(Entries provided begins)

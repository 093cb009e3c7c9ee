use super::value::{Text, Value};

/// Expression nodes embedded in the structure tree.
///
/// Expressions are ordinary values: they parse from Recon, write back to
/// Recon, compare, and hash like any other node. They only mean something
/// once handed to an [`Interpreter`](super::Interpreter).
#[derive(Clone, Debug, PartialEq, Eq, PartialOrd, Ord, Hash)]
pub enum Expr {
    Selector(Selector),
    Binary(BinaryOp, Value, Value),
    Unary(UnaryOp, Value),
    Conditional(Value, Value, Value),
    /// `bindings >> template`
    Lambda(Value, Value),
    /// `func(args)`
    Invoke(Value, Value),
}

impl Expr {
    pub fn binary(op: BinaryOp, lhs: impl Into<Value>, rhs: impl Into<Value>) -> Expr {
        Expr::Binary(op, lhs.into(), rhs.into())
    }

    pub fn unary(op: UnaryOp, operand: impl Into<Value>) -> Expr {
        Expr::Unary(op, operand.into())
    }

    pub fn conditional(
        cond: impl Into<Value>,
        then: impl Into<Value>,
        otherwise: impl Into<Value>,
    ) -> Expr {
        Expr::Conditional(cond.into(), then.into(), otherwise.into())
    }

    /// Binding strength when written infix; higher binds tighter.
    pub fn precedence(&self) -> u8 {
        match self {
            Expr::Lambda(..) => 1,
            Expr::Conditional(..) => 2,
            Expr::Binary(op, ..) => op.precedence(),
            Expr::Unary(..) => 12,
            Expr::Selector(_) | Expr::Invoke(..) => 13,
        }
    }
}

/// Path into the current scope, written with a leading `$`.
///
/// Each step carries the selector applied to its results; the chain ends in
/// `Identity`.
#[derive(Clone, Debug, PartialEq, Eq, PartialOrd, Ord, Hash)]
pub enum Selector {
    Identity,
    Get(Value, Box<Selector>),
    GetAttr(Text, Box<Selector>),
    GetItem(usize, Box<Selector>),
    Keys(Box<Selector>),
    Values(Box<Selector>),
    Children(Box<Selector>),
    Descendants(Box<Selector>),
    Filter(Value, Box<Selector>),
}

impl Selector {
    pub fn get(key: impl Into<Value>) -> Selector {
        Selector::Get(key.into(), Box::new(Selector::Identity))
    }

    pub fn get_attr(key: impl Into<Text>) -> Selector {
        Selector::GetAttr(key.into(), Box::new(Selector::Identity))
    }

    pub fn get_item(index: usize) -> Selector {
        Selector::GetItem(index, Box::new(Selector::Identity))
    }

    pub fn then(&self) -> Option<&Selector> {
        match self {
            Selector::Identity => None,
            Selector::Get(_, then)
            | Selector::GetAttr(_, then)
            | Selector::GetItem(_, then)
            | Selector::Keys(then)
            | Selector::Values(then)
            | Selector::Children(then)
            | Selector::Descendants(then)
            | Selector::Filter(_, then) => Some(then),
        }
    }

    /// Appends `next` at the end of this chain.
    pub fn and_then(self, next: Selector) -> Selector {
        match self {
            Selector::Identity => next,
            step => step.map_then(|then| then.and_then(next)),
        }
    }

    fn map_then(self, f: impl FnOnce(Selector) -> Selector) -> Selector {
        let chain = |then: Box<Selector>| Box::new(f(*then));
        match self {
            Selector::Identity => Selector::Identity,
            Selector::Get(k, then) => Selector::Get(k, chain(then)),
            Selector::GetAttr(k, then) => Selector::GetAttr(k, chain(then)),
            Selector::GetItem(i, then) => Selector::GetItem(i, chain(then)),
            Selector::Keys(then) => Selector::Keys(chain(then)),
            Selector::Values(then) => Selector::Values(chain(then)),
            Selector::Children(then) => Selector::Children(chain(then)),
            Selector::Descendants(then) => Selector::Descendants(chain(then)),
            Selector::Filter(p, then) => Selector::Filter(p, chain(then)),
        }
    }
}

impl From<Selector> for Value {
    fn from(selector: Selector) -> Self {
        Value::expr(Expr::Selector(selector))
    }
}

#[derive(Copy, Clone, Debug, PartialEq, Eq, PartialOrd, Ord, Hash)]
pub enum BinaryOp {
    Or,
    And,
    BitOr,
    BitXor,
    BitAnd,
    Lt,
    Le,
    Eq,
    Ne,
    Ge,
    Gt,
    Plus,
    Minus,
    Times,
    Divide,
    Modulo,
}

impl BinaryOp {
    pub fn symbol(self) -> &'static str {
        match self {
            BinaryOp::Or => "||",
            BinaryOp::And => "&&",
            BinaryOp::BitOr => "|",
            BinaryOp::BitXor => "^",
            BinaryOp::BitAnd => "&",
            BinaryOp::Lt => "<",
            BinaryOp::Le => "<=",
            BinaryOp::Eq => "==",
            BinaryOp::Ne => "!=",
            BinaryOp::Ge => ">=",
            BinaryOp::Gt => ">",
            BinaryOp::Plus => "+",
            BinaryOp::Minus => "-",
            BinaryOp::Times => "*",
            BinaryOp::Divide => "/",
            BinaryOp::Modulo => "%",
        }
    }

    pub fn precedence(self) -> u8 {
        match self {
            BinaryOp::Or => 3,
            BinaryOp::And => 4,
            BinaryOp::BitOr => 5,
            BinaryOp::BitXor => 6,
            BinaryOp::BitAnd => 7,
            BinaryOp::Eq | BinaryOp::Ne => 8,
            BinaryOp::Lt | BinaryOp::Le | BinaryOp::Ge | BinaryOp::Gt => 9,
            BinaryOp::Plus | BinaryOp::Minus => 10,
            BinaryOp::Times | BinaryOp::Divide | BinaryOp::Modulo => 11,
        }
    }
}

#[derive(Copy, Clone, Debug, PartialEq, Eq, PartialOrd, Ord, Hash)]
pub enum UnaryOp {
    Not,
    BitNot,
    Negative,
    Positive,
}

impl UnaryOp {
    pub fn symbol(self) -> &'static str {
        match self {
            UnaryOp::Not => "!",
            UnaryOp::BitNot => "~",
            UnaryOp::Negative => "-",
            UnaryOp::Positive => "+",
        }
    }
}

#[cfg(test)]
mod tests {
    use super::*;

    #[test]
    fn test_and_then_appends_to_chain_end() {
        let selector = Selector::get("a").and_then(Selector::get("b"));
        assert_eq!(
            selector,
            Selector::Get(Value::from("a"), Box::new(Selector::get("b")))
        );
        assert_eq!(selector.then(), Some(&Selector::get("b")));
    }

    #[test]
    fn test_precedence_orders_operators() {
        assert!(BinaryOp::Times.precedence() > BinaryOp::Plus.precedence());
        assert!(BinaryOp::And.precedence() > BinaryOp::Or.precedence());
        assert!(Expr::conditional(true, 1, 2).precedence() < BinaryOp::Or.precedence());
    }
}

(Entries provided ends)

Task prompt:
Would you output the entire listing exactly as written?

Written answer:
repository 093cb009e3c7c9ee
use super::value::{Text, Value};

/// Expression nodes embedded in the structure tree.
///
/// Expressions are ordinary values: they parse from Recon, write back to
/// Recon, compare, and hash like any other node. They only mean something
/// once handed to an [`Interpreter`](super::Interpreter).
#[derive(Clone, Debug, PartialEq, Eq, PartialOrd, Ord, Hash)]
pub enum Expr {
    Selector(Selector),
    Binary(BinaryOp, Value, Value),
    Unary(UnaryOp, Value),
    Conditional(Value, Value, Value),
    /// `bindings >> template`
    Lambda(Value, Value),
    /// `func(args)`
    Invoke(Value, Value),
}

impl Expr {
    pub fn binary(op: BinaryOp, lhs: impl Into<Value>, rhs: impl Into<Value>) -> Expr {
        Expr::Binary(op, lhs.into(), rhs.into())
    }

    pub fn unary(op: UnaryOp, operand: impl Into<Value>) -> Expr {
        Expr::Unary(op, operand.into())
    }

    pub fn conditional(
        cond: impl Into<Value>,
        then: impl Into<Value>,
        otherwise: impl Into<Value>,
    ) -> Expr {
        Expr::Conditional(cond.into(), then.into(), otherwise.into())
    }

    /// Binding strength when written infix; higher binds tighter.
    pub fn precedence(&self) -> u8 {
        match self {
            Expr::Lambda(..) => 1,
            Expr::Conditional(..) => 2,
            Expr::Binary(op, ..) => op.precedence(),
            Expr::Unary(..) => 12,
            Expr::Selector(_) | Expr::Invoke(..) => 13,
        }
    }
}

/// Path into the current scope, written with a leading `$`.
///
/// Each step carries the selector applied to its results; the chain ends in
/// `Identity`.
#[derive(Clone, Debug, PartialEq, Eq, PartialOrd, Ord, Hash)]
pub enum Selector {
    Identity,
    Get(Value, Box<Selector>),
    GetAttr(Text, Box<Selector>),
    GetItem(usize, Box<Selector>),
    Keys(Box<Selector>),
    Values(Box<Selector>),
    Children(Box<Selector>),
    Descendants(Box<Selector>),
    Filter(Value, Box<Selector>),
}

impl Selector {
    pub fn get(key: impl Into<Value>) -> Selector {
        Selector::Get(key.into(), Box::new(Selector::Identity))
    }

    pub fn get_attr(key: impl Into<Text>) -> Selector {
        Selector::GetAttr(key.into(), Box::new(Selector::Identity))
    }

    pub fn get_item(index: usize) -> Selector {
        Selector::GetItem(index, Box::new(Selector::Identity))
    }

    pub fn then(&self) -> Option<&Selector> {
        match self {
            Selector::Identity => None,
            Selector::Get(_, then)
            | Selector::GetAttr(_, then)
            | Selector::GetItem(_, then)
            | Selector::Keys(then)
            | Selector::Values(then)
            | Selector::Children(then)
            | Selector::Descendants(then)
            | Selector::Filter(_, then) => Some(then),
        }
    }

    /// Appends `next` at the end of this chain.
    pub fn and_then(self, next: Selector) -> Selector {
        match self {
            Selector::Identity => next,
            step => step.map_then(|then| then.and_then(next)),
        }
    }

    fn map_then(self, f: impl FnOnce(Selector) -> Selector) -> Selector {
        let chain = |then: Box<Selector>| Box::new(f(*then));
        match self {
            Selector::Identity => Selector::Identity,
            Selector::Get(k, then) => Selector::Get(k, chain(then)),
            Selector::GetAttr(k, then) => Selector::GetAttr(k, chain(then)),
            Selector::GetItem(i, then) => Selector::GetItem(i, chain(then)),
            Selector::Keys(then) => Selector::Keys(chain(then)),
            Selector::Values(then) => Selector::Values(chain(then)),
            Selector::Children(then) => Selector::Children(chain(then)),
            Selector::Descendants(then) => Selector::Descendants(chain(then)),
            Selector::Filter(p, then) => Selector::Filter(p, chain(then)),
        }
    }
}

impl From<Selector> for Value {
    fn from(selector: Selector) -> Self {
        Value::expr(Expr::Selector(selector))
    }
}

#[derive(Copy, Clone, Debug, PartialEq, Eq, PartialOrd, Ord, Hash)]
pub enum BinaryOp {
    Or,
    And,
    BitOr,
    BitXor,
    BitAnd,
    Lt,
    Le,
    Eq,
    Ne,
    Ge,
    Gt,
    Plus,
    Minus,
    Times,
    Divide,
    Modulo,
}

impl BinaryOp {
    pub fn symbol(self) -> &'static str {
        match self {
            BinaryOp::Or => "||",
            BinaryOp::And => "&&",
            BinaryOp::BitOr => "|",
            BinaryOp::BitXor => "^",
            BinaryOp::BitAnd => "&",
            BinaryOp::Lt => "<",
            BinaryOp::Le => "<=",
            BinaryOp::Eq => "==",
            BinaryOp::Ne => "!=",
            BinaryOp::Ge => ">=",
            BinaryOp::Gt => ">",
            BinaryOp::Plus => "+",
            BinaryOp::Minus => "-",
            BinaryOp::Times => "*",
            BinaryOp::Divide => "/",
            BinaryOp::Modulo => "%",
        }
    }

    pub fn precedence(self) -> u8 {
        match self {
            BinaryOp::Or => 3,
            BinaryOp::And => 4,
            BinaryOp::BitOr => 5,
            BinaryOp::BitXor => 6,
            BinaryOp::BitAnd => 7,
            BinaryOp::Eq | BinaryOp::Ne => 8,
            BinaryOp::Lt | BinaryOp::Le | BinaryOp::Ge | BinaryOp::Gt => 9,
            BinaryOp::Plus | BinaryOp::Minus => 10,
            BinaryOp::Times | BinaryOp::Divide | BinaryOp::Modulo => 11,
        }
    }
}

#[derive(Copy, Clone, Debug, PartialEq, Eq, PartialOrd, Ord, Hash)]
pub enum UnaryOp {
    Not,
    BitNot,
    Negative,
    Positive,
}

impl UnaryOp {
    pub fn symbol(self) -> &'static str {
        match self {
            UnaryOp::Not => "!",
            UnaryOp::BitNot => "~",
            UnaryOp::Negative => "-",
            UnaryOp::Positive => "+",
        }
    }
}

#[cfg(test)]
mod tests {
    use super::*;

    #[test]
    fn test_and_then_appends_to_chain_end() {
        let selector = Selector::get("a").and_then(Selector::get("b"));
        assert_eq!(
            selector,
            Selector::Get(Value::from("a"), Box::new(Selector::get("b")))
        );
        assert_eq!(selector.then(), Some(&Selector::get("b")));
    }

    #[test]
    fn test_precedence_orders_operators() {
        assert!(BinaryOp::Times.precedence() > BinaryOp::Plus.precedence());
        assert!(BinaryOp::And.precedence() > BinaryOp::Or.precedence());
        assert!(Expr::conditional(true, 1, 2).precedence() < BinaryOp::Or.precedence());
    }
}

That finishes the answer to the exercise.